6.) Take a break and re-approach later:
This is like doing a hard reboot on your computer. Let things shut down for a while and re-start later. This can pave the way for a fresh perspective that’s missing from unproductive, repetitive arguments.
7.) Acknowledge common ground between the two of you:
When arguing, people have a tendency to focus on their point of view and become more polarized as things escalate. But, in most arguments, there’s common ground shared by both parties. Find this middle territory and talk about it in explicit terms.
8.) Set a timer:
If you find yourself stuck in an argument, with each person speaking over the other and not listening very well, agree to set a timer. For example, give one person 5 minutes of time to say everything that is on their mind, while the other person just listens, without any interruption. When their time elapses, switch to the other person, by giving them 5 minutes of your undivided attention. Often, people just want to feel heard and understood. By agreeing to set a timer, each party can voice their concerns and feel some sense of control over the process, which tends to decrease charged emotions.
Couples Communication Tips Conclusion:
In general, when communicating with your significant other, try to both listen and speak in a non-defensive manner.
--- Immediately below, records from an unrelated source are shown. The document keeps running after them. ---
use once_cell::sync::Lazy;

use crate::board::bitboard::*;
use crate::board::position::{Board, Color, Piece, BISHOP_VALUE};
use crate::eval::material::{
    in_endgame, lazy_material, pawn_count, BISHOP_PAIR_PAWN_ADJUST, KNIGHT_PAWN_ADJUST,
    ROOK_PAWN_ADJUST,
};
use crate::eval::pawns::{king_shield_mask, PawnTable};
use crate::eval::pst::{king_square, piece_square};
use crate::movegen::magic::{
    bishop_attacks, king_attacks, knight_attacks, queen_attacks, rook_attacks, set_pawn_attacks,
};
use crate::search::search::INF;

const TEMPO_BONUS: i32 = 5;
const BISHOP_PAIR_BASE: i32 = 40;

const KNIGHT_MOBILITY: [i32; 16] = [-6, -3, 0, 1, 2, 3, 4, 5, 8, 0, 0, 0, 0, 0, 0, 0];
const BISHOP_MOBILITY: [i32; 16] = [-8, -4, -2, 0, 2, 3, 4, 5, 6, 7, 8, 9, 10, 11, 12, 13];
const ROOK_MOBILITY: [i32; 16] = [-3, -2, -1, 0, 1, 2, 3, 4, 5, 6, 7, 8, 8, 8, 8, 8];
const QUEEN_MOBILITY: [i32; 32] = [
    -10, -6, -3, -1, 0, 1, 2, 3, 4, 5, 6, 7, 8, 9, 10, 11,
    12, 13, 14, 15, 16, 16, 16, 16, 16, 16, 16, 16, 16, 16, 16, 16,
];

const QUEEN_TROPISM: [i32; 8] = [0, 12, 9, 6, 3, 0, -3, -6];
const PAWN_SHIELD_BONUS: [i32; 4] = [-9, -3, 3, 9];

/// Non-linear payoff for piling attackers onto the enemy king zone: one
/// loose check is noise, a coordinated attack snowballs.
#[rustfmt::skip]
const KING_THREAT_BONUS: [i32; 64] = [
      0,   2,   3,   5,   9,  15,  24,  37,
     55,  79, 111, 150, 195, 244, 293, 337,
    370, 389, 389, 389, 389, 389, 389, 389,
    389, 389, 389, 389, 389, 389, 389, 389,
    389, 389, 389, 389, 389, 389, 389, 389,
    389, 389, 389, 389, 389, 389, 389, 389,
    389, 389, 389, 389, 389, 389, 389, 389,
    389, 389, 389, 389, 389, 389, 389, 389,
];

/// Base threat count by king position: a king that has left its back
/// rank starts the attack count in the hole.
#[rustfmt::skip]
const BLACK_KING_SAFETY_BASE: [i32; 64] = [
    4, 4, 4, 4, 4, 4, 4, 4,
    4, 4, 4, 4, 4, 4, 4, 4,
    4, 4, 4, 4, 4, 4, 4, 4,
    4, 4, 4, 4, 4, 4, 4, 4,
    4, 4, 4, 4, 4, 4, 4, 4,
    4, 3, 3, 3, 3, 3, 3, 4,
    3, 1, 1, 1, 1, 1, 1, 3,
    2, 0, 0, 0, 0, 0, 0, 2,
];

static KING_SAFETY_BASE: Lazy<[[i32; 64]; 2]> = Lazy::new(|| {
    let mut tables = [[0; 64]; 2];
    tables[Color::Black as usize] = BLACK_KING_SAFETY_BASE;
    for sq in 0..64 {
        tables[Color::White as usize][sq] = BLACK_KING_SAFETY_BASE[sq ^ 56];
    }
    tables
});

/// Centipawn score from the side-to-move's perspective. When the raw
/// material balance already sits a bishop outside the window the
/// placement terms cannot bring it back, so the balance is returned
/// without touching the board.
pub fn evaluate(board: &Board, pawn_table: &mut PawnTable, alpha: i32, beta: i32) -> i32 {
    let score = lazy_material(board) + TEMPO_BONUS;
    if score + BISHOP_VALUE < alpha || score - BISHOP_VALUE > beta {
        return score;
    }

    let c = board.side_to_move;
    let e = c.opposite();
    let placement = adjusted_placement(board, c, e) - adjusted_placement(board, e, c);

    let (pawn_white, _passed) = pawn_table.probe(board);
    let pawn_score = if c == Color::White { pawn_white } else { -pawn_white };

    score + placement + pawn_score
}

/// The full evaluation with the lazy shortcut disabled.
pub fn full_evaluate(board: &Board, pawn_table: &mut PawnTable) -> i32 {
    evaluate(board, pawn_table, -INF, INF)
}

/// Placement of one side: piece-square values, mobility over squares the
/// enemy pawns do not guard, king-zone pressure, pair/pawn-count
/// adjustments, queen tropism and the pawn shield.
fn adjusted_placement(board: &Board, c: Color, e: Color) -> i32 {
    let us = &board.pieces[c as usize];
    let them = &board.pieces[e as usize];
    let occ = board.all_occupied();
    let friendly = board.occupied[c as usize];

    let guarded = set_pawn_attacks(them[Piece::Pawn as usize], e);
    let available = !friendly & !guarded;

    let enemy_king_sq = board.king_sq(e);
    let enemy_king_zone = king_attacks(enemy_king_sq) | square_mask(enemy_king_sq);
    let endgame = in_endgame(board);
    let own_pawns = pawn_count(board, c);

    let mut placement = 0;
    let mut mobility = 0;
    let mut king_threats = 0u32;

    for sq in iter_bits(us[Piece::Knight as usize]) {
        placement += piece_square(c, Piece::Knight, sq) + KNIGHT_PAWN_ADJUST[own_pawns];
        let attacks = knight_attacks(sq) & available;
        king_threats += (attacks & enemy_king_zone).count_ones();
        mobility += KNIGHT_MOBILITY[attacks.count_ones() as usize];
    }

    for sq in iter_bits(us[Piece::Bishop as usize]) {
        placement += piece_square(c, Piece::Bishop, sq);
        let attacks = bishop_attacks(sq, occ) & available;
        king_threats += (attacks & enemy_king_zone).count_ones();
        mobility += BISHOP_MOBILITY[attacks.count_ones() as usize];
    }
    if us[Piece::Bishop as usize].count_ones() > 1 {
        placement += BISHOP_PAIR_BASE + BISHOP_PAIR_PAWN_ADJUST[pawn_count(board, e)];
    }

    for sq in iter_bits(us[Piece::Rook as usize]) {
        placement += piece_square(c, Piece::Rook, sq) + ROOK_PAWN_ADJUST[own_pawns];
        let attacks = rook_attacks(sq, occ) & available;
        king_threats += (attacks & enemy_king_zone).count_ones();
        mobility += ROOK_MOBILITY[(attacks.count_ones() as usize).min(15)];
    }

    for sq in iter_bits(us[Piece::Queen as usize]) {
        placement += piece_square(c, Piece::Queen, sq);
        let attacks = queen_attacks(sq, occ) & available;
        king_threats += (attacks & enemy_king_zone).count_ones();
        mobility += QUEEN_MOBILITY[(attacks.count_ones() as usize).min(31)];
        placement += QUEEN_TROPISM[chebyshev_distance(sq, enemy_king_sq) as usize];
    }

    for sq in iter_bits(us[Piece::Pawn as usize]) {
        placement += piece_square(c, Piece::Pawn, sq);
    }

    let ksq = board.king_sq(c);
    placement += king_square(c, endgame, ksq);
    if !endgame {
        let shield = popcount(us[Piece::Pawn as usize] & king_shield_mask(c, ksq)).min(3);
        placement += PAWN_SHIELD_BONUS[shield as usize];
    }

    let base = if endgame { 0 } else { KING_SAFETY_BASE[e as usize][enemy_king_sq as usize] };
    let threat_index = ((king_threats as i32 + base).max(0) as usize).min(63);
    placement += KING_THREAT_BONUS[threat_index];

    placement + mobility
}

#[cfg(test)]
mod tests {
    use super::*;

    #[test]
    fn test_startpos_near_symmetric() {
        let board = Board::startpos();
        let mut table = PawnTable::new();
        let score = full_evaluate(&board, &mut table);
        // only the tempo bonus separates the sides
        assert_eq!(score, TEMPO_BONUS);
    }

    #[test]
    fn test_eval_flips_sign_with_side() {
        let fen_white = "rnbqkbnr/pppp1ppp/8/4p3/4P3/5N2/PPPP1PPP/RNBQKB1R w KQkq - 0 1";
        let fen_black = "rnbqkbnr/pppp1ppp/8/4p3/4P3/5N2/PPPP1PPP/RNBQKB1R b KQkq - 0 1";
        let white = Board::from_fen(fen_white).unwrap();
        let black = Board::from_fen(fen_black).unwrap();
        let mut table = PawnTable::new();
        let ws = full_evaluate(&white, &mut table);
        let bs = full_evaluate(&black, &mut table);
        assert_eq!(ws - TEMPO_BONUS, -(bs - TEMPO_BONUS));
    }

    #[test]
    fn test_material_advantage_dominates() {
        let board = Board::from_fen("4k3/8/8/8/8/8/8/QQQQK3 w - - 0 1").unwrap();
        let mut table = PawnTable::new();
        assert!(full_evaluate(&board, &mut table) > 3000);
    }

    #[test]
    fn test_lazy_eval_shortcut() {
        // four queens up: any narrow window far below the material
        // balance must come back as bare material, no placement noise
        let board = Board::from_fen("4k3/8/8/8/8/8/8/QQQQK3 w - - 0 1").unwrap();
        let mut table = PawnTable::new();
        let lazy = evaluate(&board, &mut table, -200, 200);
        assert_eq!(lazy, lazy_material(&board) + TEMPO_BONUS);
    }

    #[test]
    fn test_bishop_pair_counts() {
        let pair = Board::from_fen("4k3/8/8/8/8/8/8/2B1KB2 w - - 0 1").unwrap();
        let single = Board::from_fen("4k3/8/8/8/8/8/8/2B1K3 w - - 0 1").unwrap();
        let mut table = PawnTable::new();
        let with_pair = full_evaluate(&pair, &mut table);
        let without = full_evaluate(&single, &mut table);
        assert!(with_pair > without + BISHOP_VALUE / 2);
    }
}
Keep in mind that anger is considered a secondary emotion; it’s usually fueled by the more primary emotions related to grief (a sense of loss/sadness) and/or fear. Granted, anger can be justified, but when you or your spouse is feeling this way, it can be helpful to look at the broader emotional landscape. By addressing the underlying fear or sense of loss, anger can be greatly diminished.
As with any desired changes to behavior, practice is the key. Try out these strategies, see what works and give yourself permission to make mistakes. Trying anything new requires effort, but the more you practice, the more “automatic” and second-nature these approaches will become.